On your Linux servers, run the following commands:

sudo azcmagent config set extensions.allowlist "Microsoft.EnterpriseCloud.Monitoring/OMSAgentForLinux,Microsoft.Azure.Monitoring.DependencyAgent/DependencyAgentLinux"
sudo azcmagent config set guestconfiguration.enabled false

Monitoring and security

Microsoft Defender for Cloud deploys extensions on your server to identify vulnerable software on your server and enable Microsoft Defender for Endpoint (if configured). Microsoft Defender for Cloud also uses Guest Configuration for its regulatory compliance feature. Since a custom Guest Configuration assignment could be used to undo the agent limitations, you should carefully evaluate whether or not you need the regulatory compliance feature and, as a result, Guest Configuration to be enabled on the machine.

On your Windows servers, run the following commands in an elevated command console:

azcmagent config set extensions.allowlist "Microsoft.EnterpriseCloud.Monitoring/MicrosoftMonitoringAgent,Qualys/WindowsAgent.AzureSecurityCenter,Microsoft.Azure.AzureDefenderForServers/MDE.Windows,Microsoft.Azure.AzureDefenderForSQL/AdvancedThreatProtection.Windows"
azcmagent config set guestconfiguration.enabled true

On your Linux servers, run the following commands:

sudo azcmagent config set extensions.allowlist "Microsoft.EnterpriseCloud.Monitoring/OMSAgentForLinux,Qualys/LinuxAgent.AzureSecurityCenter,Microsoft.Azure.AzureDefenderForServers/MDE.Linux"
sudo azcmagent config set guestconfiguration.enabled true

Agent modes

A simpler way to configure local security controls for monitoring and security scenarios is to use the monitor mode, available with agent version 1.18 and newer. Modes are pre-defined configurations of the extension allowlist and guest configuration agent maintained by Microsoft.
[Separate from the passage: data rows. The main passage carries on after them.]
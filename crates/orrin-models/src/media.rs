use serde::{Deserialize, Serialize};
use std::fmt;
use std::str::FromStr;

use crate::category::MediaCategory;
use crate::error::ParseError;

/// A catalog record as held by lists.
///
/// Lists keep a value copy taken when the item was added, so later catalog
/// edits do not reach items already stored.
#[derive(Debug, Clone, Serialize, Deserialize, PartialEq)]
#[serde(rename_all = "camelCase")]
pub struct MediaItem {
    pub id: String,
    pub title: String,
    #[serde(rename = "type")]
    pub media_type: MediaType,
    #[serde(default, skip_serializing_if = "Option::is_none")]
    pub poster: Option<String>,
    #[serde(default, skip_serializing_if = "Option::is_none")]
    pub year: Option<u32>,
    #[serde(default)]
    pub genres: Vec<String>,
    /// Free-form runtime such as "2h 10m" or "45m / ep"
    #[serde(default, skip_serializing_if = "Option::is_none")]
    pub runtime: Option<String>,
    /// Episode count for shows and anime
    #[serde(default, skip_serializing_if = "Option::is_none")]
    pub episodes: Option<u32>,
    #[serde(default, skip_serializing_if = "Option::is_none")]
    pub description: Option<String>,
}

impl MediaItem {
    pub fn new(id: impl Into<String>, title: impl Into<String>, media_type: MediaType) -> Self {
        Self {
            id: id.into(),
            title: title.into(),
            media_type,
            poster: None,
            year: None,
            genres: Vec::new(),
            runtime: None,
            episodes: None,
            description: None,
        }
    }

    pub fn with_genres<I, S>(mut self, genres: I) -> Self
    where
        I: IntoIterator<Item = S>,
        S: Into<String>,
    {
        self.genres = genres.into_iter().map(Into::into).collect();
        self
    }

    pub fn with_year(mut self, year: u32) -> Self {
        self.year = Some(year);
        self
    }

    pub fn with_runtime(mut self, runtime: impl Into<String>) -> Self {
        self.runtime = Some(runtime.into());
        self
    }

    pub fn with_episodes(mut self, episodes: u32) -> Self {
        self.episodes = Some(episodes);
        self
    }

    /// Category this item is filed under by default
    pub fn category(&self) -> MediaCategory {
        self.media_type.category()
    }
}

#[derive(Debug, Clone, Copy, Serialize, Deserialize, PartialEq, Eq, Hash)]
#[serde(rename_all = "lowercase")]
pub enum MediaType {
    Film,
    Show,
    Anime,
    Documentary,
}

impl MediaType {
    pub fn category(&self) -> MediaCategory {
        match self {
            MediaType::Film => MediaCategory::Films,
            MediaType::Show => MediaCategory::Shows,
            MediaType::Anime => MediaCategory::Anime,
            MediaType::Documentary => MediaCategory::Documentaries,
        }
    }

    /// Shows and anime are watched per episode
    pub fn is_episodic(&self) -> bool {
        matches!(self, MediaType::Show | MediaType::Anime)
    }
}

impl fmt::Display for MediaType {
    fn fmt(&self, f: &mut fmt::Formatter<'_>) -> fmt::Result {
        let name = match self {
            MediaType::Film => "film",
            MediaType::Show => "show",
            MediaType::Anime => "anime",
            MediaType::Documentary => "documentary",
        };
        write!(f, "{}", name)
    }
}

impl FromStr for MediaType {
    type Err = ParseError;

    fn from_str(s: &str) -> Result<Self, Self::Err> {
        match s.trim().to_lowercase().as_str() {
            "film" | "movie" | "films" | "movies" => Ok(MediaType::Film),
            "show" | "series" | "shows" | "tv" => Ok(MediaType::Show),
            "anime" => Ok(MediaType::Anime),
            "documentary" | "documentaries" => Ok(MediaType::Documentary),
            _ => Err(ParseError::UnknownMediaType(s.to_string())),
        }
    }
}

#[cfg(test)]
mod tests {
    use super::*;

    #[test]
    fn test_media_type_category() {
        assert_eq!(MediaType::Film.category(), MediaCategory::Films);
        assert_eq!(MediaType::Show.category(), MediaCategory::Shows);
        assert_eq!(MediaType::Anime.category(), MediaCategory::Anime);
        assert_eq!(MediaType::Documentary.category(), MediaCategory::Documentaries);
    }

    #[test]
    fn test_media_item_wire_format() {
        let item = MediaItem::new("m1", "Heat", MediaType::Film)
            .with_year(1995)
            .with_genres(["Crime", "Thriller"]);

        let json = serde_json::to_value(&item).unwrap();
        assert_eq!(json["type"], "film");
        assert_eq!(json["year"], 1995);
        assert!(json.get("poster").is_none());

        let parsed: MediaItem = serde_json::from_value(json).unwrap();
        assert_eq!(parsed, item);
    }

    #[test]
    fn test_media_item_missing_optional_fields() {
        let parsed: MediaItem =
            serde_json::from_str(r#"{"id":"s1","title":"Dark","type":"show"}"#).unwrap();
        assert!(parsed.genres.is_empty());
        assert_eq!(parsed.episodes, None);
        assert!(parsed.media_type.is_episodic());
    }
}
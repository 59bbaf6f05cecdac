//! Function name extraction from a C syntax tree.
//!
//! A declarator in tree-sitter nests from the outside in: `int *f(void)` is a
//! `pointer_declarator` wrapping the `function_declarator`, while
//! `int (*f)(void)` is a `function_declarator` whose declarator is the
//! pointer. A function's name is collected only when nothing but parentheses
//! sits between its `function_declarator` and the enclosing declaration, that
//! is when the declared thing returns a plain named type.
use tree_sitter::{Node, Parser, Tree};

use crate::error::ScanError;

/// Parse preprocessed C.
///
/// # Errors
///
/// Returns [`ScanError::Parse`] with the position of the first syntax error,
/// or [`ScanError::Grammar`] if the grammar cannot be loaded.
pub fn parse(source: &str) -> Result<Tree, ScanError> {
    let mut parser = Parser::new();
    parser.set_language(&tree_sitter_c::LANGUAGE.into())?;
    let tree = parser
        .parse(source, None)
        .ok_or(ScanError::Parse { line: 1, column: 1 })?;

    let root = tree.root_node();
    if root.has_error() {
        let at = first_error(root).unwrap_or(root).start_position();
        return Err(ScanError::Parse {
            line: at.row + 1,
            column: at.column + 1,
        });
    }
    Ok(tree)
}

/// Names of plain-typed function declarators, in document order.
#[must_use]
pub fn collect_names(tree: &Tree, source: &str) -> Vec<String> {
    let mut names = Vec::new();
    visit(tree.root_node(), false, source, &mut names);
    names
}

fn first_error(node: Node<'_>) -> Option<Node<'_>> {
    if node.is_error() || node.is_missing() {
        return Some(node);
    }
    let mut cursor = node.walk();
    node.children(&mut cursor)
        .filter(Node::has_error)
        .find_map(first_error)
}

/// `indirect` is true when a pointer or array declarator encloses `node`
/// with only parentheses in between.
fn visit(node: Node<'_>, indirect: bool, source: &str, names: &mut Vec<String>) {
    let indirect = match node.kind() {
        "function_declarator" => {
            function(node, indirect, source, names);
            return;
        }
        "pointer_declarator" | "array_declarator" => true,
        "parenthesized_declarator" | "attributed_declarator" => indirect,
        _ => false,
    };

    let mut cursor = node.walk();
    for child in node.named_children(&mut cursor) {
        visit(child, indirect, source, names);
    }
}

fn function(node: Node<'_>, indirect: bool, source: &str, names: &mut Vec<String>) {
    let Some(inner) = inner_declarator(node) else {
        return;
    };
    if contains_function(inner) {
        visit(inner, indirect, source, names);
    } else if !indirect
        && let Some(name) = innermost_name(inner)
        && let Ok(text) = name.utf8_text(source.as_bytes())
    {
        names.push(text.to_string());
    }
}

fn inner_declarator(node: Node<'_>) -> Option<Node<'_>> {
    if let Some(inner) = node.child_by_field_name("declarator") {
        return Some(inner);
    }
    let mut cursor = node.walk();
    node.named_children(&mut cursor)
        .find(|child| is_declarator(*child) || is_name(*child))
}

fn contains_function(node: Node<'_>) -> bool {
    let mut current = Some(node);
    while let Some(node) = current {
        if node.kind() == "function_declarator" {
            return true;
        }
        current = is_declarator(node)
            .then(|| inner_declarator(node))
            .flatten();
    }
    false
}

fn innermost_name(node: Node<'_>) -> Option<Node<'_>> {
    let mut current = node;
    loop {
        if is_name(current) {
            return Some(current);
        }
        if !is_declarator(current) {
            return None;
        }
        current = inner_declarator(current)?;
    }
}

fn is_declarator(node: Node<'_>) -> bool {
    matches!(
        node.kind(),
        "pointer_declarator"
            | "array_declarator"
            | "parenthesized_declarator"
            | "attributed_declarator"
            | "function_declarator"
    )
}

fn is_name(node: Node<'_>) -> bool {
    matches!(
        node.kind(),
        "identifier" | "type_identifier" | "field_identifier"
    )
}
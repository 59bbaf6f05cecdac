//! Child process execution.
use std::ffi::OsStr;
use std::io::{self, Write as _};
use std::path::Path;
use std::process::{Command, Output, Stdio};
use std::thread;

/// Result of a command execution.
#[derive(Debug)]
pub struct ExecResult {
    /// Captured standard output, lossily decoded.
    pub stdout: String,
    /// Captured standard error, lossily decoded.
    pub stderr: String,
    /// Whether the process exited with status zero.
    pub success: bool,
    /// Exit code, if the process was not killed by a signal.
    pub code: Option<i32>,
}

impl From<Output> for ExecResult {
    fn from(output: Output) -> Self {
        Self {
            stdout: String::from_utf8_lossy(&output.stdout).to_string(),
            stderr: String::from_utf8_lossy(&output.stderr).to_string(),
            success: output.status.success(),
            code: output.status.code(),
        }
    }
}

/// Run `program` with `args`, feed `input` to its stdin and collect its
/// output. Never fails because of the exit status; callers inspect
/// [`ExecResult::success`].
///
/// Stdin is written from a helper thread while the output pipes are drained,
/// so neither side can block the other. A child that exits without reading
/// all of its input is not an error.
///
/// # Errors
///
/// Returns an error if the process cannot be spawned or its pipes fail.
pub fn run_with_input<S: AsRef<OsStr>>(
    program: &Path,
    args: &[S],
    input: &str,
) -> io::Result<ExecResult> {
    let mut child = Command::new(program)
        .args(args)
        .stdin(Stdio::piped())
        .stdout(Stdio::piped())
        .stderr(Stdio::piped())
        .spawn()?;

    let mut stdin = child
        .stdin
        .take()
        .ok_or_else(|| io::Error::other("child stdin was not captured"))?;
    let input = input.to_owned();
    let writer = thread::spawn(move || match stdin.write_all(input.as_bytes()) {
        Err(e) if e.kind() != io::ErrorKind::BrokenPipe => Err(e),
        _ => Ok(()),
    });

    let output = child.wait_with_output()?;
    writer
        .join()
        .map_err(|_| io::Error::other("stdin writer thread panicked"))??;
    Ok(ExecResult::from(output))
}
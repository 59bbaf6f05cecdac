// Shared helpers for integration tests.
//
// Provides a temporary-directory-backed build tree containing every manifest
// source and a staging directory, plus a fluent builder so each integration
// test can tune `config.gypi` without repeating filesystem boilerplate.
//
// Used by all integration test binaries that declare `mod common;`.
#![allow(dead_code)]

use std::collections::BTreeMap;
use std::path::{Path, PathBuf};

use node_tools::commands::{self, InstallOptions};
use node_tools::install::manifest;
use node_tools::logging::Logger;
use node_tools::platform::Platform;

/// Contents of the bundled npm entry point before installation.
pub const NPM_CLI: &str = "#!/usr/bin/env node\n;(function () { require('../lib/npm.js') })()\n";

/// Write a placeholder for every fixed manifest source under `build`.
pub fn write_manifest_sources(build: &Path) {
    let groups = [
        manifest::headers(),
        manifest::uv_private_headers(),
        manifest::binary(),
        manifest::dtrace(),
        manifest::manpage(&Platform::detect()),
        manifest::waf(),
    ];
    for group in &groups {
        for entry in group.entries() {
            let path = build.join(&entry.source);
            std::fs::create_dir_all(path.parent().expect("source parent"))
                .expect("create source dir");
            std::fs::write(&path, entry.source.to_string_lossy().as_bytes())
                .expect("write source file");
        }
    }
}

/// Write a small npm source tree under `build/deps/npm`, including a test
/// suite that must not be mirrored.
pub fn write_npm_tree(build: &Path) {
    let npm = build.join("deps/npm");
    for (rel, content) in [
        ("package.json", "{ \"name\": \"npm\" }\n"),
        ("bin/npm-cli.js", NPM_CLI),
        ("lib/npm.js", "module.exports = {}\n"),
        ("node_modules/nopt/lib/nopt.js", "module.exports = {}\n"),
        ("node_modules/nopt/test/basic.js", "// test\n"),
        ("test/tap/install.js", "// test\n"),
    ] {
        let path = npm.join(rel);
        std::fs::create_dir_all(path.parent().expect("npm parent")).expect("create npm dir");
        std::fs::write(path, content).expect("write npm file");
    }
}

/// An isolated build tree and staging directory backed by a
/// [`tempfile::TempDir`].
pub struct BuildTree {
    /// Temporary directory holding `build/` and `stage/`.
    pub dir: tempfile::TempDir,
    portable: bool,
}

impl BuildTree {
    /// The build root (contains `config.gypi`).
    pub fn root(&self) -> PathBuf {
        self.dir.path().join("build")
    }

    /// The staging directory passed as destdir.
    pub fn stage(&self) -> PathBuf {
        self.dir.path().join("stage")
    }

    /// On-disk location of an absolute runtime path.
    pub fn staged(&self, path: &str) -> PathBuf {
        self.stage().join(path.trim_start_matches('/'))
    }

    /// Create the staged prefix and libdir, as they exist on a real system.
    pub fn create_roots(&self) {
        std::fs::create_dir_all(self.staged("/usr/local/lib")).expect("create roots");
    }

    /// Staged run options.
    pub fn options(&self) -> InstallOptions {
        InstallOptions {
            root: Some(self.root()),
            destdir: Some(self.stage()),
            dry_run: false,
            portable: self.portable,
        }
    }

    /// Run `install`, returning the logger for summary inspection.
    pub fn install(&self) -> anyhow::Result<Logger> {
        self.install_with(&self.options())
    }

    /// Run `install` with explicit options.
    pub fn install_with(&self, opts: &InstallOptions) -> anyhow::Result<Logger> {
        let log = Logger::new();
        commands::install::run(opts, &log)?;
        Ok(log)
    }

    /// Run `uninstall`, returning the logger for summary inspection.
    pub fn uninstall(&self) -> anyhow::Result<Logger> {
        let log = Logger::new();
        commands::uninstall::run(&self.options(), &log)?;
        Ok(log)
    }

    /// Every entry under the staging directory, keyed by relative path:
    /// file contents, `<dir>`, or `-> target` for symlinks.
    pub fn stage_listing(&self) -> BTreeMap<String, String> {
        let stage = self.stage();
        if !stage.exists() {
            return BTreeMap::new();
        }
        walkdir::WalkDir::new(&stage)
            .min_depth(1)
            .into_iter()
            .map(|entry| {
                let entry = entry.expect("walk stage");
                let rel = entry
                    .path()
                    .strip_prefix(&stage)
                    .expect("relative")
                    .to_string_lossy()
                    .replace('\\', "/");
                let value = if entry.path_is_symlink() {
                    let target = std::fs::read_link(entry.path()).expect("read link");
                    format!("-> {}", target.display())
                } else if entry.file_type().is_dir() {
                    "<dir>".to_string()
                } else {
                    std::fs::read_to_string(entry.path()).expect("read staged file")
                };
                (rel, value)
            })
            .collect()
    }
}

/// Fluent builder for [`BuildTree`].
pub struct BuildTreeBuilder {
    variables: Vec<(String, String)>,
    npm: bool,
    portable: bool,
}

impl BuildTreeBuilder {
    /// Begin building a tree with an empty variable set.
    pub fn new() -> Self {
        Self {
            variables: Vec::new(),
            npm: true,
            portable: false,
        }
    }

    /// Add a string variable to `config.gypi`.
    pub fn with_variable(mut self, key: &str, value: &str) -> Self {
        self.variables.push((key.to_string(), value.to_string()));
        self
    }

    /// Enable the waf and npm groups.
    pub fn with_bundles(self) -> Self {
        self.with_variable("node_install_waf", "true")
            .with_variable("node_install_npm", "true")
    }

    /// Leave `deps/npm` out of the build tree.
    pub fn without_npm_tree(mut self) -> Self {
        self.npm = false;
        self
    }

    /// Request the relocatable npm shebang.
    pub fn portable(mut self) -> Self {
        self.portable = true;
        self
    }

    /// Write the build tree and return it.
    pub fn build(self) -> BuildTree {
        let dir = tempfile::tempdir().expect("create temp dir");
        let build = dir.path().join("build");
        write_manifest_sources(&build);
        if self.npm {
            write_npm_tree(&build);
        }

        let variables: Vec<String> = self
            .variables
            .iter()
            .map(|(k, v)| format!("    '{k}': '{v}'"))
            .collect();
        let gypi = format!(
            "# Do not edit. Generated by the configure script.\n\
             {{ 'target_defaults': {{ 'cflags': [], 'defines': [] }},\n  \
             'variables': {{\n{}\n  }}\n}}\n",
            variables.join(",\n")
        );
        std::fs::write(build.join("config.gypi"), gypi).expect("write config.gypi");

        BuildTree {
            dir,
            portable: self.portable,
        }
    }
}
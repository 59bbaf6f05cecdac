//! Build-tree tooling for the node runtime.
//!
//! Two independent tools share this crate's ambient stack (errors, logging,
//! command-line conventions):
//!
//! - **[`install`]**: applies or reverses the static install manifest under
//!   roots derived from the generated `config.gypi`
//! - **[`scan`]**: preprocesses the bundled OpenSSL headers and lists the
//!   functions they declare
//!
//! Supporting layers:
//!
//! - **[`config`]**: `config.gypi` loading
//! - **[`commands`]**: top-level orchestration for each binary
//! - **[`logging`]**: `tracing`-based console output and run summary
#![deny(clippy::or_fun_call)]
#![deny(clippy::bool_to_int_with_if)]

pub mod cli;
pub mod commands;
pub mod config;
pub mod error;
pub mod exec;
pub mod install;
pub mod logging;
pub mod platform;
pub mod scan;

/// Version reported by both binaries: the release tag or `git describe`
/// output when available, the package version otherwise.
pub const VERSION: &str = match option_env!("NODE_TOOLS_VERSION") {
    Some(version) => version,
    None => env!("CARGO_PKG_VERSION"),
};
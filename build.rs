//! Stamps both binaries with a version string.
//!
//! `NODE_TOOLS_VERSION` from the environment wins (release builds set it);
//! otherwise the output of `git describe` is used when the source tree is a
//! checkout. With neither, the crate falls back to `CARGO_PKG_VERSION`.
use std::process::Command;

const VERSION_VAR: &str = "NODE_TOOLS_VERSION";

fn git_describe() -> Option<String> {
    let output = Command::new("git")
        .args(["describe", "--tags", "--always", "--dirty"])
        .output()
        .ok()?;
    if !output.status.success() {
        return None;
    }
    let version = String::from_utf8(output.stdout).ok()?;
    let version = version.trim();
    (!version.is_empty()).then(|| version.to_string())
}

fn main() {
    let version = std::env::var(VERSION_VAR).ok().or_else(git_describe);
    if let Some(version) = version {
        println!("cargo:rustc-env={VERSION_VAR}={version}");
    }

    println!("cargo:rerun-if-env-changed={VERSION_VAR}");
    for path in [".git/HEAD", ".git/refs/tags"] {
        println!("cargo:rerun-if-changed={path}");
    }
}
pub mod install;
pub mod scan;
pub mod uninstall;

use std::path::PathBuf;

use anyhow::{Context as _, Result};

use crate::config::Config;
use crate::install::{Action, Context, Roots, all_steps, execute};
use crate::logging::{Log, Logger};
use crate::platform::Platform;

/// Options shared by `install` and `uninstall`.
#[derive(Debug, Clone, Default)]
pub struct InstallOptions {
    /// Build tree containing `config.gypi`; the current directory if unset.
    pub root: Option<PathBuf>,
    /// Staging directory, already filtered for emptiness.
    pub destdir: Option<PathBuf>,
    /// Preview changes without applying.
    pub dry_run: bool,
    /// Rewrite the npm entry point for a relocatable tree.
    pub portable: bool,
}

/// Shared state produced by the common command setup sequence.
///
/// Resolves the build root, loads `config.gypi` and derives the install roots
/// so that each command does not have to repeat the boilerplate.
#[derive(Debug)]
pub struct CommandSetup {
    /// Directory manifest sources are relative to.
    pub build_root: PathBuf,
    /// Loaded configuration.
    pub config: Config,
    /// Resolved install roots.
    pub roots: Roots,
    /// Detected host platform.
    pub platform: Platform,
    dry_run: bool,
    portable: bool,
}

impl CommandSetup {
    /// Resolve the build root, load the configuration and derive the roots.
    ///
    /// # Errors
    ///
    /// Returns an error if the build root does not exist, `config.gypi`
    /// cannot be loaded, or a configured root is not absolute.
    pub fn init(opts: &InstallOptions, log: &dyn Log) -> Result<Self> {
        let cwd = std::env::current_dir().context("cannot determine current directory")?;
        let build_root = match &opts.root {
            Some(root) => dunce::canonicalize(root)
                .with_context(|| format!("build root {} not found", root.display()))?,
            None => cwd,
        };
        log.debug(&format!("build root: {}", build_root.display()));

        log.stage("Loading configuration");
        let config = Config::load(&build_root)?;
        // A relative destdir is taken relative to the build root, like the
        // manifest sources.
        let roots = Roots::resolve(&config, opts.destdir.as_deref(), &build_root)?;
        log.info(&format!("prefix: {}", roots.prefix().display()));
        log.info(&format!("libdir: {}", roots.libdir().display()));
        if let Some(destdir) = roots.destdir() {
            log.info(&format!("destdir: {}", destdir.display()));
        }

        Ok(Self {
            build_root,
            config,
            roots,
            platform: Platform::detect(),
            dry_run: opts.dry_run,
            portable: opts.portable,
        })
    }

    /// Borrow the setup as a step context.
    #[must_use]
    pub fn context<'a>(&'a self, action: Action, log: &'a dyn Log) -> Context<'a> {
        Context {
            config: &self.config,
            roots: &self.roots,
            build_root: &self.build_root,
            action,
            dry_run: self.dry_run,
            portable: self.portable,
            log,
        }
    }
}

/// Execute every manifest step in order, print the summary, and fail with the
/// first step error.
///
/// # Errors
///
/// Returns an error if a step failed; later steps are not run.
pub fn run_steps(setup: &CommandSetup, action: Action, log: &Logger) -> Result<()> {
    let ctx = setup.context(action, log);
    let steps = all_steps(&setup.platform);
    let result = steps
        .iter()
        .try_for_each(|step| execute(step.as_ref(), &ctx));

    log.print_summary();
    result.with_context(|| format!("{action} failed"))
}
As new extensions become available that enable monitoring scenarios, Azure will update the allowlist and agent configuration to include or exclude the new functionality, as appropriate.

There are two modes to choose from:

  1. full - the default mode. This allows all agent functionality.
  2. monitor - a restricted mode that disables the guest configuration policy agent and only allows the use of extensions related to monitoring and security.

To enable monitor mode, run the following command:

azcmagent config set config.mode monitor

You can check the current mode of the agent and allowed extensions with the following command:

azcmagent config list

While in monitor mode, you cannot modify the extension allowlist or blocklist. If you need to change either list, change the agent back to full mode and specify your own allowlist and blocklist.

To change the agent back to full mode, run the following command:

azcmagent config set config.mode full

Disabling the extension manager

If you don't need to use extensions with Azure Arc, you can also disable the extension manager entirely. You can disable the extension manager with the following command (run locally on each machine):

azcmagent config set extensions.enabled false

Disabling the extension manager won't remove any extensions already installed on your server. Extensions that are hosted in their own Windows or Linux services, such as the Log Analytics Agent, might continue to run even if the extension manager is disabled. Other extensions that are hosted by the extension manager itself, like the Azure Monitor Agent, don't run if the extension manger is disabled. You should remove any extensions before disabling the extension manager to ensure no extensions continue to run on the server.